Confesso que naquela época eu não prestava muita atenção nela — em partes, por ser a melhor amiga de Becca — um terreno proibido para alguém como eu— assim como ela se mantinha a uma distância segura de mim — por algum outro motivo, suponho.

Que bom que isso mudou. Digo, nossa relação, não os vestidos — embora seu corpo ficasse muito mais interessante com aquelas calças de aviadora.   

✧♡✧

BUCKY BARNES NÃO SE CONSIDERAVA COMO UM HOMEM DE SORTE. Francamente, quando pensava em sorte, acreditava que ganhar as apostas nos jogos de baseball que fazia escondido de sua mãe no clube, quando ainda era um adolescente idiota no Brooklyn, seriam o ápice. Cinco dólares naquela época valiam muito, afinal.

De qualquer forma, sabia que esse pensamento vinha de sua certeza interna de que não viveria muito, levando em consideração todas aquelas merdas do exército em que havia se enfiado. Depois de tudo aquilo, sabia que seria um verdadeiro milagre se chegasse aos trinta.

Só que agora, setenta anos depois, não achava que isso fosse uma coisa boa, porque ele não queria aquilo. Claro que naquela época, quando ainda era jovem e esperançoso, desejava uma vida longa e tranquila no bairro onde crescera. Esse homem, no entanto, já não existia mais. Aquele Bucky morreu em 1945. O que ele via refletido no espelho todas as manhãs era...  Bem, não saberia dizer o que era.

Mas odiava

Odiava porque sabia que tinha sido um maldito fantoche da Hydra por tanto tempo. Odiava porque sabia que a maior parte da sua vida fora tomada daquele jeito e odiava saber que havia tanto sangue manchado em suas mãos. Deus, ele tentou matar Steve. Seu melhor amigo, seu irmão.
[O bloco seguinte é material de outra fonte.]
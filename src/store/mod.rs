// ============================================================================
// Persistence Port
// ============================================================================
//
// Everything the lifecycle engine reads or writes goes through `OrderStore`.
// Two backends ship with the crate:
// - `MemoryOrderStore` for tests and the demo binary
// - `PgOrderStore` backed by Postgres via sqlx
//
// ============================================================================

use async_trait::async_trait;
use uuid::Uuid;

use crate::domain::order::{AuditEntry, Order, OrderStatus};
use crate::domain::statistics::{AggregateKey, AggregateSnapshot, OrderTotals};

mod memory;
mod postgres;

pub use memory::MemoryOrderStore;
pub use postgres::PgOrderStore;

/// Errors raised by a storage backend.
#[derive(Debug, thiserror::Error)]
pub enum StorageError {
    /// The requested row does not exist.
    #[error("Not found")]
    NotFound,
    /// A write targeted a row whose state changed since it was read.
    #[error("Concurrent modification: {0}")]
    Conflict(String),
    /// The backend could not be reached or refused the operation.
    #[error("Backend unavailable: {0}")]
    Unavailable(String),
    /// Stored data could not be decoded.
    #[error("Corrupt record: {0}")]
    Corrupt(String),
}

#[async_trait]
pub trait OrderStore: Send + Sync {
    /// Load one order, deleted or not.
    async fn load_order(&self, id: Uuid) -> Result<Order, StorageError>;

    /// Insert a new order row.
    async fn insert_order(&self, order: &Order) -> Result<(), StorageError>;

    /// Overwrite the status of an order and bump `updated_at`.
    async fn save_order_status(
        &self,
        id: Uuid,
        new_status: OrderStatus,
        updated_at: chrono::DateTime<chrono::Utc>,
    ) -> Result<(), StorageError>;

    /// Set the soft-delete flag.
    async fn mark_order_deleted(&self, id: Uuid) -> Result<(), StorageError>;

    /// Append one audit entry; storage assigns the per-order sequence.
    async fn append_audit_entry(&self, entry: &AuditEntry) -> Result<Uuid, StorageError>;

    /// Audit entries for one order, oldest first.
    async fn load_audit_entries(&self, order_id: Uuid) -> Result<Vec<AuditEntry>, StorageError>;

    /// Status write and audit append as one unit of work.
    ///
    /// The write only applies while the stored status still equals
    /// `entry.from_status`; otherwise `StorageError::Conflict` is returned and
    /// nothing is written. Missing or soft-deleted orders yield `NotFound`.
    async fn commit_transition(&self, entry: &AuditEntry) -> Result<Uuid, StorageError>;

    async fn load_aggregate(&self, key: &AggregateKey) -> Result<AggregateSnapshot, StorageError>;

    /// Replace the aggregate only if its stored version equals
    /// `expected_version` (0 meaning "absent"), bumping the version by one.
    /// Returns `false` when the comparison fails.
    async fn compare_and_swap_aggregate(
        &self,
        key: &AggregateKey,
        expected_version: u64,
        value: &OrderTotals,
    ) -> Result<bool, StorageError>;
}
A pior parte era que ainda não se lembrava de tudo.

Desde a fuga em Washington, suas memórias voltavam. Lentamente, claro — algumas com mais clareza do que outras. Pelo menos Bucky sabia seu nome agora. Sua idade. Sabia que havia nascido no Brooklyn, assim como a mãe e a irmã mais nova, Rebecca, e que seu pai tinha partido quando tinha apenas dezesseis anos.

Também se lembrava com clareza de várias pessoas, inclusive da amizade de longa data com Steve Rogers — os anos que lutaram juntos, principalmente— até o dia em que caiu daquele maldito trem, e algumas das atrocidades que aconteceram depois disso.  Ainda assim, a maior parte dos detalhes de sua vida eram turvos e confusos, como se fossem peças desconexas de um quebra-cabeças antigo.

Talvez fosse por isso, Bucky concluiu, que sempre estava guardando suas memórias arraigadas em alguns cadernos que escondia em cima da geladeira tão velha quanto ele. Porque o fundo ele tinha medo de se não anotasse poderia acabar esquecendo e voltar a ser aquela coisa. Era patético, mas não havia muito que pudesse fazer a respeito. 

     E ele estava escondido em Bucareste há poucas semanas. Parecia o lugar perfeito para alguém como ele. Longe dos Estados Unidos, onde poderia ser facilmente encontrado por Steve e a S.H.I.E.L.D, e mais longe ainda do radar da Hydra. Também não era como se tivesse sobrado muito da Hydra — ou da própria S.H.I.E.L.D, pelo que ficou sabendo— para ir atrás dele. Ainda assim, não poderia se dar ao luxo de arriscar. Sabia mais do que ninguém que precaução nunca era demais, afinal, Bucky Barnes sempre seria um homem procurado e estaria sendo tolo se pensasse que ninguém viria atrás dele mais cedo ou mais tarde.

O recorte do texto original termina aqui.